Intelligence, cynicism, leadership, and a passion for an exceptionally healthy widow link opposing officers in a coup-ridden Latin American country. Here, Packer, who wrote The Second Death of Samuel Auer (1979) and The Sons of Saintly Women (1981), tackles major themes with charm and humor. Major Mark Chernin has been inserted by Soviet intelligence into the jungles of Santa Cruz to fiddle with the politics of that wretched nation in the last days of the Soviet Union. Ordered to attach himself to the local insurgent guerrillas, Chernin finds his mission is bent from the beginning as he immediately loses his political watchdog and then discovers that his rebel clients have deposed the leader he expected to meet to replace him with a fool. At the edge of the jungle, Col. Rafael Chocano, an honest and capable army officer reporting to flamboyantly corrupt generals, shapes a force capable of beating back the insurgency. In so doing, the big, gauche Chocano captures the imagination of the masses and makes himself a political force in spite of his distaste for the fabulously corrupt local politics. Both Chernin and Chocano are plagued to distraction by the jealousies and foolishness of the men around.

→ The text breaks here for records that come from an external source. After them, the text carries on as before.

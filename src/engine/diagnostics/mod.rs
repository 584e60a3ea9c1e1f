// ABOUTME: Observer hook for per-day diagnostic scalars - no-op unless a caller installs one
// ABOUTME: Sits alongside the physics modules as a pluggable monitoring layer, not inside them

/// Receives named scalars for one simulated day, one physics component at a time. The
/// default no-op lets `run_day` call it unconditionally with no cost when nobody is
/// listening.
pub trait Observer {
    fn on_day(&mut self, day: u32, component: &str, scalars: &[(&str, f64)]);
}

/// The default observer: discards everything.
#[derive(Debug, Default, Clone, Copy)]
pub struct NullObserver;

impl Observer for NullObserver {
    fn on_day(&mut self, _day: u32, _component: &str, _scalars: &[(&str, f64)]) {}
}

/// Collects every call verbatim, for tests and `pedoflux run --trace`.
#[derive(Debug, Default, Clone)]
pub struct RecordingObserver {
    pub records: Vec<(u32, String, Vec<(String, f64)>)>,
}

impl Observer for RecordingObserver {
    fn on_day(&mut self, day: u32, component: &str, scalars: &[(&str, f64)]) {
        self.records.push((
            day,
            component.to_string(),
            scalars.iter().map(|(k, v)| (k.to_string(), *v)).collect(),
        ));
    }
}

#[cfg(test)]
mod tests {
    use super::*;

    #[test]
    fn null_observer_accepts_any_call() {
        let mut obs = NullObserver;
        obs.on_day(1, "water", &[("aet_cm", 0.2)]);
    }

    #[test]
    fn recording_observer_keeps_every_call_in_order() {
        let mut obs = RecordingObserver::default();
        obs.on_day(1, "water", &[("aet_cm", 0.2)]);
        obs.on_day(2, "temperature", &[("surface_c", 12.5)]);
        assert_eq!(obs.records.len(), 2);
        assert_eq!(obs.records[0].0, 1);
        assert_eq!(obs.records[1].1, "temperature");
    }
}
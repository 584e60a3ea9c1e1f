// ABOUTME: MarkovGenerator - first-order wet/dry precipitation chain plus bivariate-normal temperature
// ABOUTME: Grounded on SW_Markov.c's SW_MKV_today/mvnorm/temp_correct_wetdry, with an explicit per-site RNG

use rand::{Rng, SeedableRng};
use rand_distr::{Distribution, Normal};
use rand_pcg::Pcg32;

use crate::engine::core::error::MarkovError;
use crate::engine::core::MarkovTables;

/// Stochastic weather generator. Owns its RNG as a struct field - never a process-wide
/// static - so concurrently simulated sites never share or race over generator state.
pub struct MarkovGenerator {
    rng: Pcg32,
}

impl MarkovGenerator {
    pub fn new(seed: u64) -> Self {
        Self { rng: Pcg32::seed_from_u64(seed) }
    }

    /// Maps a 1-indexed day-of-year to a 0-indexed week-of-year, clamped into the last
    /// (52nd) week so a 366-day year doesn't walk off the table. The `doy + 1` lookahead
    /// used at the call site is intentional (see `generate_weather`) and is exercised by
    /// tests at both ends of the year.
    pub fn doy2week(doy_1indexed: u32) -> usize {
        (((doy_1indexed.max(1) - 1) / 7) as usize).min(51)
    }

    /// Draws today's rain, Tmax, and Tmin given yesterday's rain and day-of-year (0-indexed,
    /// 0..=365). Mirrors `SW_MKV_today`: the wet/dry chain, the bivariate-normal draw via a
    /// Cholesky factor, and the additive wet/dry temperature correction, in that order.
    pub fn generate_weather(
        &mut self,
        tables: &MarkovTables,
        doy0: usize,
        yesterday_rain_cm: f64,
    ) -> Result<(f64, f64, f64), MarkovError> {
        let rain = self.draw_rain(tables, doy0, yesterday_rain_cm);

        let week = Self::doy2week(doy0 as u32 + 1);
        let (mut tmax, mut tmin) = self.draw_temperature(tables, week)?;

        if rain > 0.0 {
            tmax += tables.cf_max_wet[week];
            tmin = tmax.min(tmin + tables.cf_min_wet[week]);
        } else {
            tmax += tables.cf_max_dry[week];
            tmin = tmax.min(tmin + tables.cf_min_dry[week]);
        }

        Ok((rain, tmax, tmin))
    }

    fn draw_rain(&mut self, tables: &MarkovTables, doy0: usize, yesterday_rain_cm: f64) -> f64 {
        let prob = if yesterday_rain_cm > 0.0 {
            tables.p_wet_given_wet[doy0]
        } else {
            tables.p_wet_given_dry[doy0]
        };

        let p: f64 = self.rng.gen();
        if p <= prob {
            let sigma = tables.sigma_ppt[doy0].max(0.0);
            let x = if sigma > 0.0 {
                let normal = Normal::new(tables.mu_ppt[doy0], sigma).expect("sigma validated positive");
                normal.sample(&mut self.rng)
            } else {
                tables.mu_ppt[doy0]
            };
            x.max(0.0)
        } else {
            0.0
        }
    }

    /// Bivariate-normal (Tmax, Tmin) draw via the Cholesky factor of the weekly
    /// covariance matrix. `vc10`/`vc11` naming matches `mvnorm`.
    fn draw_temperature(&mut self, tables: &MarkovTables, week: usize) -> Result<(f64, f64), MarkovError> {
        let standard_normal = Normal::new(0.0, 1.0).expect("unit normal is always valid");
        let z1 = standard_normal.sample(&mut self.rng);
        let z2 = standard_normal.sample(&mut self.rng);

        let wmax_var = tables.sigma2_max[week];
        let wmin_var = tables.sigma2_min[week];
        let covar = tables.sigma_max_min[week];

        let wmax_sd = wmax_var.max(0.0).sqrt();
        let vc10 = if wmax_sd > 0.0 { covar / wmax_sd } else { 0.0 };
        let s = vc10 * vc10;

        if s > wmin_var {
            return Err(MarkovError::DegenerateCovariance {
                week,
                vc10_sq: s,
                sigma_min_sq: wmin_var,
            });
        }

        let vc11 = if (wmin_var - s).abs() < 1e-12 { 0.0 } else { (wmin_var - s).sqrt() };

        let tmax = wmax_sd * z1 + tables.mu_max[week];
        let tmin = (vc10 * z1 + vc11 * z2 + tables.mu_min[week]).min(tmax);

        Ok((tmax, tmin))
    }
}

#[cfg(test)]
mod tests {
    use super::*;

    fn flat_tables() -> MarkovTables {
        let mut t = MarkovTables::default();
        for d in 0..366 {
            t.p_wet_given_wet[d] = 0.6;
            t.p_wet_given_dry[d] = 0.2;
            t.mu_ppt[d] = 0.5;
            t.sigma_ppt[d] = 0.2;
        }
        for w in 0..52 {
            t.mu_max[w] = 25.0;
            t.mu_min[w] = 10.0;
            t.sigma2_max[w] = 9.0;
            t.sigma2_min[w] = 4.0;
            t.sigma_max_min[w] = 3.0;
        }
        t
    }

    #[test]
    fn doy2week_stays_in_range_across_year() {
        for doy in 1..=366 {
            let w = MarkovGenerator::doy2week(doy);
            assert!(w < 52, "doy {doy} -> week {w}");
        }
        assert_eq!(MarkovGenerator::doy2week(1), 0);
        assert_eq!(MarkovGenerator::doy2week(7), 0);
        assert_eq!(MarkovGenerator::doy2week(8), 1);
    }

    #[test]
    fn wet_wet_chain_never_dries() {
        let mut tables = flat_tables();
        for d in 0..366 {
            tables.p_wet_given_wet[d] = 1.0;
            tables.p_wet_given_dry[d] = 0.0;
            tables.mu_ppt[d] = 1.0;
            tables.sigma_ppt[d] = 0.0;
        }
        let mut gen = MarkovGenerator::new(42);
        let mut rain = 1.0;
        for doy0 in 0..200 {
            let (r, _tmax, _tmin) = gen.generate_weather(&tables, doy0, rain).unwrap();
            assert!(r > 0.0, "chain dried at doy0 {doy0}");
            rain = r;
        }
    }

    #[test]
    fn tmin_never_exceeds_tmax() {
        let tables = flat_tables();
        let mut gen = MarkovGenerator::new(7);
        let mut rain = 0.0;
        for doy0 in 0..2000 {
            let (r, tmax, tmin) = gen.generate_weather(&tables, doy0 % 366, rain).unwrap();
            assert!(tmin <= tmax + 1e-9);
            rain = r;
        }
    }

    #[test]
    fn degenerate_covariance_is_fatal() {
        let mut tables = flat_tables();
        tables.sigma_max_min[0] = 100.0; // covariance far too large for the variances
        let mut gen = MarkovGenerator::new(1);
        let err = gen.draw_temperature(&tables, 0).unwrap_err();
        assert!(matches!(err, MarkovError::DegenerateCovariance { .. }));
    }

    #[test]
    fn sampled_moments_match_configuration_within_tolerance() {
        let tables = flat_tables();
        let mut gen = MarkovGenerator::new(1234);
        let n = 100_000;
        let mut sum_max = 0.0;
        let mut sum_min = 0.0;
        let mut sum_max2 = 0.0;
        let mut sum_min2 = 0.0;

        for _ in 0..n {
            let (tmax, tmin) = gen.draw_temperature(&tables, 10).unwrap();
            sum_max += tmax;
            sum_min += tmin;
            sum_max2 += tmax * tmax;
            sum_min2 += tmin * tmin;
            assert!(tmin <= tmax + 1e-9);
        }

        let n_f = n as f64;
        let mean_max = sum_max / n_f;
        let mean_min = sum_min / n_f;
        let var_max = sum_max2 / n_f - mean_max * mean_max;

        // Tmin is truncated by `min(tmax, ...)`, so only Tmax's untruncated moments are
        // checked tightly here; Tmin's mean is checked loosely for sanity.
        let se_mean_max = (tables.sigma2_max[10] / n_f).sqrt();
        assert!((mean_max - tables.mu_max[10]).abs() < 3.0 * se_mean_max, "mean_max = {mean_max}");
        assert!((var_max - tables.sigma2_max[10]).abs() < tables.sigma2_max[10] * 0.1, "var_max = {var_max}");
        assert!(mean_min < tables.mu_max[10]);
        let _ = sum_min2;
    }
}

They are the only two men in the country capable of appreciating each other's talents, but they never meet--despite numerous murderous clashes between their forces and despite their common fascination with a handsome and canny peasant woman. For all their skill and intelligence, their fates are, of course, governed by the parade of idiots, thieves, and liars who run the country, but each finds at least a modicum of valor in his troops. A splendid and surprising work that covers considerable ground without ever rambling or preaching. Philosophy, economics, history, social commentary--all are tucked in, pleasantly disguised as style.